[Exercise aim]
Report back every line from the entries below in which the word "timestamp" occurs.

[Supplied material]
[Start of section]

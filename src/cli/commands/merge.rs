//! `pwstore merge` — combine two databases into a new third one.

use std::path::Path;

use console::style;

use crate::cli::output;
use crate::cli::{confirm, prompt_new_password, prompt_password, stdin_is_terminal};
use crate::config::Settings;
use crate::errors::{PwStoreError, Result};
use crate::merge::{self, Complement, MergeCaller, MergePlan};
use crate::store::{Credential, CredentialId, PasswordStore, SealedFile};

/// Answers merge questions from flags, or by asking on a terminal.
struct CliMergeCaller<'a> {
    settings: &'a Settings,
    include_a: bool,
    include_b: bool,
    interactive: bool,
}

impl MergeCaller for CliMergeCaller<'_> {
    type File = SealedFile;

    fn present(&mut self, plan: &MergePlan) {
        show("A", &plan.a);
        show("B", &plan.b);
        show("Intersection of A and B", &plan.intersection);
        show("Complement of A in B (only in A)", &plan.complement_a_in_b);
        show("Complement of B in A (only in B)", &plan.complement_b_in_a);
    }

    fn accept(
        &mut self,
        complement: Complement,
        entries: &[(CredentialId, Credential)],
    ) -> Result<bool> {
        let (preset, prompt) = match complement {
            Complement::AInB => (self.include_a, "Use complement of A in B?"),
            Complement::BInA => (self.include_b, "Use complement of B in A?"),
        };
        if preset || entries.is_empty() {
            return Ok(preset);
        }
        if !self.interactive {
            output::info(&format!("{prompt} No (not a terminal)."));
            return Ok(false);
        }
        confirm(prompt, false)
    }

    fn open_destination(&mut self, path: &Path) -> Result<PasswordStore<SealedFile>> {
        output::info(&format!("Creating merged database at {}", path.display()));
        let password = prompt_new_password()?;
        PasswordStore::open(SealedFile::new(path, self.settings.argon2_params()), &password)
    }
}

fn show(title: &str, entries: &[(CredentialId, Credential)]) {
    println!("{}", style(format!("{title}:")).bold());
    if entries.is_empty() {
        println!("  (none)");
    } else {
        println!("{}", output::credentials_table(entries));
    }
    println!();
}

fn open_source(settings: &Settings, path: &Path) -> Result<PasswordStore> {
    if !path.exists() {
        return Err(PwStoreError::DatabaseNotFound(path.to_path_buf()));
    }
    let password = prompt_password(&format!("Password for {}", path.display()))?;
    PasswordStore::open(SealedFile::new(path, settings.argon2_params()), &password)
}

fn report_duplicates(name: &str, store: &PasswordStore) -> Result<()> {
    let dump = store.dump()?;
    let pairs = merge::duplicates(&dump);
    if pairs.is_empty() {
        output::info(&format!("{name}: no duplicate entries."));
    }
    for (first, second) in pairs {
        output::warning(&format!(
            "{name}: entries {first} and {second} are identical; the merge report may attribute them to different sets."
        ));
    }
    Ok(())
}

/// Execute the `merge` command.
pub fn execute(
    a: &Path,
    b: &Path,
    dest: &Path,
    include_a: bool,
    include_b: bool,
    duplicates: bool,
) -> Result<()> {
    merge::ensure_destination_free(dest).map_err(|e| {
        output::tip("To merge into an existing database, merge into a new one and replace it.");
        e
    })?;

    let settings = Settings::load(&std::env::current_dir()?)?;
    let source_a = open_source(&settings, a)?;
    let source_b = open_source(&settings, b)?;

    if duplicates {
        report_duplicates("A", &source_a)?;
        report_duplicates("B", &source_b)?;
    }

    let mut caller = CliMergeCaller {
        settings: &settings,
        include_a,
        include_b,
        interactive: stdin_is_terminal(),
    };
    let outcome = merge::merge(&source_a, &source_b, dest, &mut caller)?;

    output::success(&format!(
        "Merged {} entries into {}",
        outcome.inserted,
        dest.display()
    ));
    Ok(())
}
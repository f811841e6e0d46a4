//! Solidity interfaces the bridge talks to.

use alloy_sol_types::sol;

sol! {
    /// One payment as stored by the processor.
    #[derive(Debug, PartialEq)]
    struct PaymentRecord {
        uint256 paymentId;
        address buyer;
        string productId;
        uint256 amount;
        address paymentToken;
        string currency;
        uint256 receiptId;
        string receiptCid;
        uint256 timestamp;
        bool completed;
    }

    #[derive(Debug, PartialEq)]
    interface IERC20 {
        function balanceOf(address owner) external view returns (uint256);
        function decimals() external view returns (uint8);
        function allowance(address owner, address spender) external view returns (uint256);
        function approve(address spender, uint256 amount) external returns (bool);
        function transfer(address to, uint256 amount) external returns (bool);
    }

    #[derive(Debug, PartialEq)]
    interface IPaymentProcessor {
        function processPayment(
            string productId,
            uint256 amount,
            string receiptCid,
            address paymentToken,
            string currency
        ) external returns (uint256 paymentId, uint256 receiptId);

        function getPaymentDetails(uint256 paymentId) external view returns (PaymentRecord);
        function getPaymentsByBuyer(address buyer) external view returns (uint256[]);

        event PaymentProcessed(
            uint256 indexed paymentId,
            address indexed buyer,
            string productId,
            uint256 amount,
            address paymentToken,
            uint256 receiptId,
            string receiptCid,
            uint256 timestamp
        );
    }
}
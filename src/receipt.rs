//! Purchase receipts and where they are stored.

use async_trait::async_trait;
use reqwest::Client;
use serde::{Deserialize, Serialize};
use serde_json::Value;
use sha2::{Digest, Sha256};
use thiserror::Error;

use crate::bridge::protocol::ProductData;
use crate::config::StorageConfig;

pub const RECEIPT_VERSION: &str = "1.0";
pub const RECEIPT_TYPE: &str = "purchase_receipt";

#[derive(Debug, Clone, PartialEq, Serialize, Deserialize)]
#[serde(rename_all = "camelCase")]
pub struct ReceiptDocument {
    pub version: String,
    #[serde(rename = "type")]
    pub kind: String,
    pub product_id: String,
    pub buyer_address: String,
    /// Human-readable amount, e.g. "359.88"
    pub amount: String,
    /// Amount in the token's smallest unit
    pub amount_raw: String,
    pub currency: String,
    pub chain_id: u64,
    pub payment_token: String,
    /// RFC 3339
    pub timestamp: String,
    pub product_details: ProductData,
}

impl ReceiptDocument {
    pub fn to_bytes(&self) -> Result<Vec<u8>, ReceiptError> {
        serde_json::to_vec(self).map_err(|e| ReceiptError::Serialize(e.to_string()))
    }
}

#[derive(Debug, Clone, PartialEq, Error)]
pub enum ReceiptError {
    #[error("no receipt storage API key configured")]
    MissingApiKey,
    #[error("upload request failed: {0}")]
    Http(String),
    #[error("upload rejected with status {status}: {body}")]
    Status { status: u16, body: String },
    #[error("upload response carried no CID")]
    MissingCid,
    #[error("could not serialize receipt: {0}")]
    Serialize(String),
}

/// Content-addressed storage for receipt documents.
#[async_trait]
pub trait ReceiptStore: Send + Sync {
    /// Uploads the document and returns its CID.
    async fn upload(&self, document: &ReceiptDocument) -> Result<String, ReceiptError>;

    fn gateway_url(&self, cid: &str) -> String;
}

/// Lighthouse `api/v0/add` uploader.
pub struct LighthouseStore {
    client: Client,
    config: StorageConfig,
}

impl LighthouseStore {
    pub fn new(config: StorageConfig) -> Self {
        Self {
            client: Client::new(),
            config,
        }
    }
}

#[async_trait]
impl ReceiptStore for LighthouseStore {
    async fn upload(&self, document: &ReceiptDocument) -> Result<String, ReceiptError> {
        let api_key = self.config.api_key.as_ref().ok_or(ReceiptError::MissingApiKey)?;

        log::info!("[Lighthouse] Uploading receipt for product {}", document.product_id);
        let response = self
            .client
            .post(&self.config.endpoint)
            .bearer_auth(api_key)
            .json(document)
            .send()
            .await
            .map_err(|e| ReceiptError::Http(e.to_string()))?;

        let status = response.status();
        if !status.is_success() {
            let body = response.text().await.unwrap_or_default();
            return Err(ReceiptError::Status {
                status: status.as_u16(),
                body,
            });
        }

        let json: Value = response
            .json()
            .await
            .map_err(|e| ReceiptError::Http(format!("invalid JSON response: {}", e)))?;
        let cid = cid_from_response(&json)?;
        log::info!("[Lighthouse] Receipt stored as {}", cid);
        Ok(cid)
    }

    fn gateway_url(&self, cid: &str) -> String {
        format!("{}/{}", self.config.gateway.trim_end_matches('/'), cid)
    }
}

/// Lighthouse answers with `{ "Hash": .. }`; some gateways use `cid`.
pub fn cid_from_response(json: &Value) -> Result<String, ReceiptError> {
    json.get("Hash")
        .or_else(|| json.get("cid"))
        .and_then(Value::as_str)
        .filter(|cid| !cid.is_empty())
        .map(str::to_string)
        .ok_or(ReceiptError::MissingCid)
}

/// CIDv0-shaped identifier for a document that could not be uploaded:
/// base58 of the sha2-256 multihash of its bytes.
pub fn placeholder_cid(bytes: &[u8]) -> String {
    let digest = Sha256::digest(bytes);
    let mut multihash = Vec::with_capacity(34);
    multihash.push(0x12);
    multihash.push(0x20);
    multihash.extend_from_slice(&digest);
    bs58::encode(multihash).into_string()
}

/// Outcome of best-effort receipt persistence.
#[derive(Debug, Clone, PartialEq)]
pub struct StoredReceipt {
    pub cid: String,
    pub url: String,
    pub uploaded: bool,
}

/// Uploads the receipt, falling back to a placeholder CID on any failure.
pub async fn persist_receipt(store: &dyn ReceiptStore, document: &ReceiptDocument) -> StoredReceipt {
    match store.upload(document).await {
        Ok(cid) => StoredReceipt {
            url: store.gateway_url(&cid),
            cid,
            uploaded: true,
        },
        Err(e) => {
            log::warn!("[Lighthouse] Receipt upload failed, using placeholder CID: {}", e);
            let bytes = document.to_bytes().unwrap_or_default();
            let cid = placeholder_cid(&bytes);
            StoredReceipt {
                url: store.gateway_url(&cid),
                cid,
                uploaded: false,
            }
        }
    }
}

[End of section]

[Finished exercise]
        uint256 timestamp;
            uint256 timestamp
    pub timestamp: String,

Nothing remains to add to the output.